Las historias de Coplas del mar son vivenciales. “El Naranjal” es la casa de la abuela, una estancia cerca de Vichadero, Rivera, donde Peñagaricano y sus primos pasaban las vacaciones; la evocación, como no podía ser de otra manera, se recuesta en un valsecito criollo que cuenta con la destacada participación de su tío Beto Peyrou, quien fuera, junto a su hermano Juan, integrante del dúo Los Peyrou, una de las propuestas más interesantes del movimiento popular de fines de los 70 y los 80. “Nuestros tíos eran una especie de Power Rangers”, confesaba Peñagaricano a fines de 2021 en el programa El Germinador, de Radio Pedal, para dar cuenta de la influencia recibida. “El rancho aéreo”, uno de los puntos altos del álbum, es un gato que se inspira en un impertinente viento de fin de año que le derrumbó al cantor un proyecto habitacional en Punta Rubia: “Se salvó la guitarra y soy guitarrero / No dejes de cantar si el nido se cae, me dijo el hornero”. “El camarón” –canción seleccionada en el Premio 100 años de Víctor Lima– es una postal hecha milonga que describe la pintoresca pesca de crustáceos en la costa rochense. Pero, a pesar de lo personal, estas historias no resultan ajenas: la “Chacarera de Martina”, por ejemplo, es una especie de antídoto contra el mal de amor que escribió para su hija y que conviene tener en el botiquín, porque nunca se sabe.

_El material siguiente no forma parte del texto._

//! Cartpay payment RPC service.
//!
//! Exposes payment create/list/get/delete over gRPC as
//! `payment.PaymentService`. Products are not available over RPC, and
//! payments cannot be updated.
//!
//! # Modules
//!
//! - [`proto`] - `prost` messages
//! - [`server`] - Tower service routing methods to a [`server::PaymentRpc`]
//! - [`handler`] - Binds the methods to the payment service
//! - [`interceptor`] - Bearer-token check ahead of every method
//! - [`client`] - Typed client
//! - [`descriptor`] - Descriptor set served by reflection

#![cfg_attr(not(test), forbid(unsafe_code))]

pub mod client;
pub mod descriptor;
pub mod handler;
pub mod interceptor;
pub mod proto;
pub mod server;

use std::sync::Arc;

use cartpay_backend::services::{PaymentService, TokenIssuer};
use tonic::codegen::InterceptedService;
use tonic_reflection::pb::v1::server_reflection_server::{ServerReflection, ServerReflectionServer};

pub use client::PaymentClient;
pub use handler::PaymentHandler;
pub use interceptor::AuthInterceptor;
pub use server::{PaymentRpc, PaymentServiceServer};

/// The authenticated payment service, ready for `Server::add_service`.
pub type AuthenticatedPaymentService =
    InterceptedService<PaymentServiceServer<PaymentHandler>, AuthInterceptor>;

/// Build the payment service guarded by the token interceptor.
#[must_use]
pub fn service(
    payments: Arc<dyn PaymentService>,
    tokens: Arc<TokenIssuer>,
) -> AuthenticatedPaymentService {
    InterceptedService::new(
        PaymentServiceServer::new(PaymentHandler::new(payments)),
        AuthInterceptor::new(tokens),
    )
}

/// Build the reflection service describing `payment.PaymentService`.
///
/// Served without the token interceptor.
///
/// # Errors
///
/// Fails if the descriptor set is rejected by the reflection builder.
pub fn reflection_service()
-> Result<ServerReflectionServer<impl ServerReflection>, tonic_reflection::server::Error> {
    tonic_reflection::server::Builder::configure()
        .register_file_descriptor_set(descriptor::file_descriptor_set())
        .build_v1()
}

/// Build a transport server with request tracing.
#[must_use]
pub fn server_builder() -> tonic::transport::Server {
    tonic::transport::Server::builder().trace_fn(|request| {
        tracing::info_span!("grpc_request", method = %request.uri().path())
    })
}

#[cfg(test)]
mod tests {
    use super::*;

    #[test]
    fn test_reflection_service_accepts_descriptor_set() {
        assert!(reflection_service().is_ok());
    }
}
//! Payment ledger service.

use std::sync::Arc;

use async_trait::async_trait;
use cartpay_core::{Amount, PaymentId};
use tracing::instrument;

use super::ServiceError;
use crate::db::{PaymentRepository, RepositoryError};
use crate::models::{NewPayment, PaymentRequest, PaymentResponse};

const NOT_FOUND: &str = "payment not found";

/// Payment operations exposed to the transports.
///
/// Payments cannot be updated.
#[async_trait]
pub trait PaymentService: Send + Sync {
    /// Validate and record a payment.
    async fn create(&self, request: PaymentRequest) -> Result<PaymentResponse, ServiceError>;

    /// List every payment.
    async fn list(&self) -> Result<Vec<PaymentResponse>, ServiceError>;

    /// Fetch one payment by its hex id.
    async fn get(&self, id: &str) -> Result<PaymentResponse, ServiceError>;

    /// Remove a payment.
    async fn delete(&self, id: &str) -> Result<(), ServiceError>;
}

/// [`PaymentService`] backed by a [`PaymentRepository`].
#[derive(Clone)]
pub struct PaymentLedger {
    payments: Arc<dyn PaymentRepository>,
}

impl PaymentLedger {
    /// Create a ledger over the given repository.
    #[must_use]
    pub fn new(payments: Arc<dyn PaymentRepository>) -> Self {
        Self { payments }
    }
}

impl std::fmt::Debug for PaymentLedger {
    fn fmt(&self, f: &mut std::fmt::Formatter<'_>) -> std::fmt::Result {
        f.debug_struct("PaymentLedger").finish_non_exhaustive()
    }
}

#[async_trait]
impl PaymentService for PaymentLedger {
    #[instrument(skip(self), fields(amount = %request.amount))]
    async fn create(&self, request: PaymentRequest) -> Result<PaymentResponse, ServiceError> {
        let amount = Amount::new(request.amount)?;
        let payment = self.payments.create(NewPayment { amount }).await?;
        tracing::info!(payment_id = %payment.id, "Payment created");
        Ok(payment.into())
    }

    #[instrument(skip(self))]
    async fn list(&self) -> Result<Vec<PaymentResponse>, ServiceError> {
        let payments = self.payments.find_all().await?;
        Ok(payments.into_iter().map(PaymentResponse::from).collect())
    }

    #[instrument(skip(self))]
    async fn get(&self, id: &str) -> Result<PaymentResponse, ServiceError> {
        let id = PaymentId::parse(id)?;
        self.payments
            .find_by_id(id)
            .await?
            .map(PaymentResponse::from)
            .ok_or_else(|| ServiceError::NotFound(NOT_FOUND.to_string()))
    }

    #[instrument(skip(self))]
    async fn delete(&self, id: &str) -> Result<(), ServiceError> {
        let id = PaymentId::parse(id)?;
        self.payments.delete(id).await.map_err(|e| match e {
            RepositoryError::NotFound => ServiceError::NotFound(NOT_FOUND.to_string()),
            other => ServiceError::Storage(other),
        })?;
        tracing::info!(payment_id = %id, "Payment deleted");
        Ok(())
    }
}
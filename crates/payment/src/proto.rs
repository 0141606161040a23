//! Protobuf messages of the `payment` package.
//!
//! Hand-maintained `prost` types matching `proto/payment.proto`; there is no
//! build-time codegen.

/// Fully-qualified service name.
pub const SERVICE_NAME: &str = "payment.PaymentService";

/// Request paths of the unary methods.
pub mod paths {
    pub const CREATE_PAYMENT: &str = "/payment.PaymentService/CreatePayment";
    pub const GET_ALL_PAYMENTS: &str = "/payment.PaymentService/GetAllPayments";
    pub const GET_PAYMENT_BY_ID: &str = "/payment.PaymentService/GetPaymentByID";
    pub const DELETE_PAYMENT: &str = "/payment.PaymentService/DeletePayment";
}

#[derive(Clone, Copy, PartialEq, ::prost::Message)]
pub struct CreatePaymentRequest {
    #[prost(double, tag = "1")]
    pub amount: f64,
}

#[derive(Clone, PartialEq, ::prost::Message)]
pub struct PaymentResponse {
    #[prost(string, tag = "1")]
    pub id: ::prost::alloc::string::String,
    #[prost(double, tag = "2")]
    pub amount: f64,
}

#[derive(Clone, Copy, PartialEq, Eq, ::prost::Message)]
pub struct GetAllPaymentsRequest {}

#[derive(Clone, PartialEq, ::prost::Message)]
pub struct GetAllPaymentsResponse {
    #[prost(message, repeated, tag = "1")]
    pub payments: ::prost::alloc::vec::Vec<PaymentResponse>,
}

#[derive(Clone, PartialEq, Eq, ::prost::Message)]
pub struct GetPaymentByIdRequest {
    #[prost(string, tag = "1")]
    pub id: ::prost::alloc::string::String,
}

#[derive(Clone, PartialEq, Eq, ::prost::Message)]
pub struct DeletePaymentRequest {
    #[prost(string, tag = "1")]
    pub id: ::prost::alloc::string::String,
}

#[derive(Clone, PartialEq, Eq, ::prost::Message)]
pub struct DeletePaymentResponse {
    #[prost(string, tag = "1")]
    pub message: ::prost::alloc::string::String,
}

En los años 60 se estilaba que en los discos apareciera, al lado del nombre de cada tema, el género o ritmo interpretado, lo que evidenciaba lo variopinto que era ese panorama que sintetizamos en la etiqueta folclore. Coplas del mar tiene esa impronta, milongas, valsecitos, chacareras, gatos, zambas, todo interpretado con mucha profundidad y sencillez. Además de Poly Rodríguez y Beto Peyrou, cuenta con una larga lista de invitados que visten y potencian cada canción: la “voz y magia” de Titi Fontes en “El rancho aéreo”, las guitarras de Diego Oyhantçabal y Pablo Oliver, el bandoneón de Sergio Astengo, o los acordeones de Pablo Machado y Hernán Peyrou –este último, uno de los primos de Peñagaricano, aporta también su canto en un par de surcos, entre ellos, “Doña Pilar”, la zamba dedicada a la abuela riverense de esta historia–. Además de mucha solvencia instrumental, el disco tiene abundancia de yeitos, esos perfumes que se aprenden más en el camino que en los pentagramas, por ejemplo, en los fraseos melódicos y la forma de cantar de Joaquín y sus acompañantes.
Coplas del mar, coplas frescas que renuevan, que traen aires de otras orillas y de otros tiempos. Coplas que dan cuenta de guitarreadas familiares, pero también de esa escuela que es la murga joven con sus adyacentes; en definitiva, espacios de celebración y aprendizaje colectivo. “Venga, traiga ese vino / que no nos gane el recuerdo / brindemos por esta hazaña / porque seguimos despiertos”, canta Peñagaricano en “Zamba del alba”, el cierre de este trabajo que ya no es un conjunto de plantas de zaguán sino un perfumado jardín en flor.
Coplas del mar. Joaquín Peñagaricano. Edición del autor. 2021.